Jean-Jacques ANNAUD : La joie de ne pas ressembler à tout ce que je venais de faire. Le bonheur de se sentir complètement libre à une époque où l'on souffre d'une uniformité, où l'on est prisonnier des conventions. Je voulais retrouver cette liberté salutaire. Pouvoir traiter de sujets tabous en toute liberté, en tout paganisme je dirai. J'ai voulu faire un spectacle de divertissement, une pure fantaisie. Cette époque d'avant Homère est un univers très peu exploré, et on y vit dans un quotidien de merveilleux proche de celui que l'on trouve en Afrique. J'ai eu une très forte envie de faire un pied à terre.
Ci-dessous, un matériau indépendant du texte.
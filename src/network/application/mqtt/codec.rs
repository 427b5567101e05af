//! MQTT 3.1.1 packet codec.
//!
//! Pure, allocation-free functions that write frames into caller-supplied
//! buffers and parse frames out of received bytes. Nothing here touches a
//! transport or any shared state, so the same functions serve the foreground
//! client calls and the background engine.
//!
//! # Frame layout
//!
//! ```text
//! ┌──────────────┬──────────────────────┬─────────────────┬─────────┐
//! │ type | flags │ remaining length     │ variable header │ payload │
//! │   1 byte     │ 1-4 bytes, base 128  │                 │         │
//! └──────────────┴──────────────────────┴─────────────────┴─────────┘
//! ```
//!
//! Every packer bounds its writes by the buffer it is given and fails with
//! [`Error::BufferTooSmall`] instead of truncating. Every parser bounds its
//! reads by the remaining length it decoded, so truncated or lying frames
//! are reported as [`Error::MalformedPacket`] instead of reading past the
//! frame.
//!
//! # Examples
//!
//! ```rust
//! use libmqtt::network::application::mqtt::codec::{self, Packet, Publish};
//! use libmqtt::network::application::mqtt::QoS;
//!
//! let mut buf = [0u8; 64];
//! let publish = Publish {
//!     topic: "sensors/temperature",
//!     payload: b"23.5",
//!     qos: QoS::AtLeastOnce,
//!     packet_id: Some(7),
//!     retain: false,
//!     dup: false,
//! };
//! let len = codec::pack_publish(&mut buf, &publish).unwrap();
//!
//! match codec::decode(&buf[..len]).unwrap() {
//!     Packet::Publish(decoded) => assert_eq!(decoded, publish),
//!     other => panic!("unexpected {:?}", other),
//! }
//! ```

use super::error::Error;

/// Largest value the remaining-length field can carry (four bytes).
pub const MAX_REMAINING_LENGTH: usize = 268_435_455;

// Protocol constants defined by MQTT 3.1.1 specification
const PROTOCOL_NAME: &[u8] = b"MQTT";
const PROTOCOL_LEVEL: u8 = 4;

const FLAG_USERNAME: u8 = 0x80;
const FLAG_PASSWORD: u8 = 0x40;
const FLAG_CLEAN_SESSION: u8 = 0x02;

/// Quality of Service levels supported by this client.
///
/// ```rust
/// use libmqtt::network::application::mqtt::QoS;
///
/// assert_eq!(QoS::AtMostOnce as u8, 0);
/// assert_eq!(QoS::try_from(1), Ok(QoS::AtLeastOnce));
/// assert!(QoS::try_from(2).is_err());
/// ```
#[derive(Debug, PartialEq, Eq, Clone, Copy)]
pub enum QoS {
    /// **QoS 0**: at most once, fire and forget.
    AtMostOnce = 0,
    /// **QoS 1**: at least once, acknowledged with PUBACK. Duplicates can occur.
    AtLeastOnce = 1,
}

impl TryFrom<u8> for QoS {
    type Error = Error;

    fn try_from(value: u8) -> Result<Self, Self::Error> {
        match value {
            0 => Ok(QoS::AtMostOnce),
            1 => Ok(QoS::AtLeastOnce),
            _ => Err(Error::InvalidQoS),
        }
    }
}

#[cfg(feature = "defmt")]
impl defmt::Format for QoS {
    fn format(&self, f: defmt::Formatter) {
        match self {
            QoS::AtMostOnce => defmt::write!(f, "AtMostOnce"),
            QoS::AtLeastOnce => defmt::write!(f, "AtLeastOnce"),
        }
    }
}

/// MQTT control packet types (the high nibble of the first byte).
#[derive(Debug, PartialEq, Eq, Clone, Copy)]
pub enum PacketType {
    /// Client request to connect.
    Connect = 1,
    /// Connect acknowledgment.
    ConnAck = 2,
    /// Publish message.
    Publish = 3,
    /// QoS 1 publish acknowledgment.
    PubAck = 4,
    /// QoS 2 publish received.
    PubRec = 5,
    /// QoS 2 publish release.
    PubRel = 6,
    /// QoS 2 publish complete.
    PubComp = 7,
    /// Subscribe request.
    Subscribe = 8,
    /// Subscribe acknowledgment.
    SubAck = 9,
    /// Unsubscribe request.
    Unsubscribe = 10,
    /// Unsubscribe acknowledgment.
    UnsubAck = 11,
    /// Ping request.
    PingReq = 12,
    /// Ping response.
    PingResp = 13,
    /// Client is disconnecting.
    Disconnect = 14,
}

impl PacketType {
    /// Decode the packet type from the first header byte.
    pub fn from_header_byte(byte: u8) -> Option<Self> {
        Some(match byte >> 4 {
            1 => Self::Connect,
            2 => Self::ConnAck,
            3 => Self::Publish,
            4 => Self::PubAck,
            5 => Self::PubRec,
            6 => Self::PubRel,
            7 => Self::PubComp,
            8 => Self::Subscribe,
            9 => Self::SubAck,
            10 => Self::Unsubscribe,
            11 => Self::UnsubAck,
            12 => Self::PingReq,
            13 => Self::PingResp,
            14 => Self::Disconnect,
            _ => return None,
        })
    }
}

/// Fields of a CONNECT packet.
#[derive(Debug, Clone, Copy, PartialEq, Eq)]
pub struct Connect<'a> {
    /// Client identifier.
    pub client_id: &'a str,
    /// Optional user name; sets the username flag.
    pub username: Option<&'a str>,
    /// Optional password; sets the password flag.
    pub password: Option<&'a str>,
    /// Keep-alive interval in seconds, 0 disables it.
    pub keep_alive: u16,
    /// Request that the broker discard prior session state.
    pub clean_session: bool,
}

/// A PUBLISH packet, outbound or borrowed from a receive buffer.
#[derive(Debug, Clone, Copy, PartialEq, Eq)]
pub struct Publish<'a> {
    /// Topic name.
    pub topic: &'a str,
    /// Application payload.
    pub payload: &'a [u8],
    /// Delivery guarantee.
    pub qos: QoS,
    /// Present if and only if `qos` is above [`QoS::AtMostOnce`].
    pub packet_id: Option<u16>,
    /// Retain flag.
    pub retain: bool,
    /// Duplicate delivery flag.
    pub dup: bool,
}

/// A decoded inbound packet.
#[derive(Debug, Clone, Copy, PartialEq, Eq)]
pub enum Packet<'a> {
    /// Connect acknowledgment.
    ConnAck {
        /// Broker resumed an existing session.
        session_present: bool,
        /// 0 on success, otherwise a refusal reason.
        return_code: u8,
    },
    /// Application message.
    Publish(Publish<'a>),
    /// QoS 1 publish acknowledgment.
    PubAck {
        /// Identifier of the acknowledged publish.
        packet_id: u16,
    },
    /// Subscribe acknowledgment for a single-filter SUBSCRIBE.
    SubAck {
        /// Identifier of the acknowledged subscribe.
        packet_id: u16,
        /// Granted QoS, or 0x80 for failure.
        return_code: u8,
    },
    /// Ping response.
    PingResp,
    /// Any other well-formed packet; the client ignores these.
    Other(PacketType),
}

/// A parsed fixed header.
#[derive(Debug, Clone, Copy, PartialEq, Eq)]
pub struct FixedHeader {
    /// Packet type from the high nibble.
    pub packet_type: PacketType,
    /// Type-specific flags from the low nibble.
    pub flags: u8,
    /// Length of everything after the fixed header.
    pub remaining_length: usize,
    /// Bytes taken by the fixed header itself (2 to 5).
    pub header_len: usize,
}

impl FixedHeader {
    /// Total length of the frame this header introduces.
    pub fn frame_len(&self) -> usize {
        self.header_len + self.remaining_length
    }
}

/// Number of bytes needed to encode `len` as a remaining length.
pub fn remaining_length_len(len: usize) -> usize {
    match len {
        0..=127 => 1,
        128..=16_383 => 2,
        16_384..=2_097_151 => 3,
        _ => 4,
    }
}

/// Encode `len` with the base-128 continuation scheme.
///
/// Returns the number of bytes written (1 to 4).
///
/// ```rust
/// use libmqtt::network::application::mqtt::codec::encode_remaining_length;
///
/// let mut buf = [0u8; 4];
/// assert_eq!(encode_remaining_length(321, &mut buf), Ok(2));
/// assert_eq!(&buf[..2], &[0xC1, 0x02]);
/// ```
pub fn encode_remaining_length(mut len: usize, out: &mut [u8]) -> Result<usize, Error> {
    if len > MAX_REMAINING_LENGTH {
        return Err(Error::MalformedRemainingLength);
    }
    let mut count = 0;
    loop {
        let mut byte = (len % 128) as u8;
        len /= 128;
        if len > 0 {
            byte |= 0x80;
        }
        *out.get_mut(count).ok_or(Error::BufferTooSmall)? = byte;
        count += 1;
        if len == 0 {
            return Ok(count);
        }
    }
}

/// Decode a remaining-length field from the start of `buf`.
///
/// Returns `Ok(Some((value, bytes_used)))`, or `Ok(None)` when `buf` ends
/// before the field does. A fourth byte that still has its continuation bit
/// set is rejected with [`Error::MalformedRemainingLength`].
pub fn decode_remaining_length(buf: &[u8]) -> Result<Option<(usize, usize)>, Error> {
    let mut value = 0usize;
    let mut multiplier = 1usize;
    for (i, &byte) in buf.iter().take(4).enumerate() {
        value += (byte & 0x7F) as usize * multiplier;
        if byte & 0x80 == 0 {
            return Ok(Some((value, i + 1)));
        }
        multiplier *= 128;
    }
    if buf.len() >= 4 {
        Err(Error::MalformedRemainingLength)
    } else {
        Ok(None)
    }
}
Depuis dix ans, je voulais revenir à la comédie: entendre une salle rire est un vrai bonheur, un bonheur immédiat, que nous avons là, avec ce film.

Journaliste :
Qu'est-ce qui vous a donné envie de faire ce métier?

Jean-Jacques ANNAUD : Faire ce métier?...Pouvoir m'éclater sur un plateau! On fait pas ce métier pour faire des films d'industrie, mais dans l'espérance de sortir d'une certaine grisaille, qui était celle de ma vie quand j'étais enfant dans une banlieue de Paris. J'ai eu cette envie très jeune, à 7 ans. À 11 ans, j'ai eu ma première caméra. À 18 ans je suis rentré dans une école de cinéma, à 20 ans j'entame la seconde, j'ai mes diplômes de la FEMIS et de Louis Lumière, et puis j'ai toujours ce même appétit de rêve, de pouvoir vivre dans un autre monde. J'ai réalisé beaucoup de films publicitaires, et ensuite j'ai fait dix longs métrages, dont celui-ci est le dernier.

Journaliste :
Une question à José Garcia: On vous a vu dans Pars vite et reviens tard et là, on a eu un peu de mal à vous reconnaître....alors qu'est-ce que ça fait de faire le cochon ?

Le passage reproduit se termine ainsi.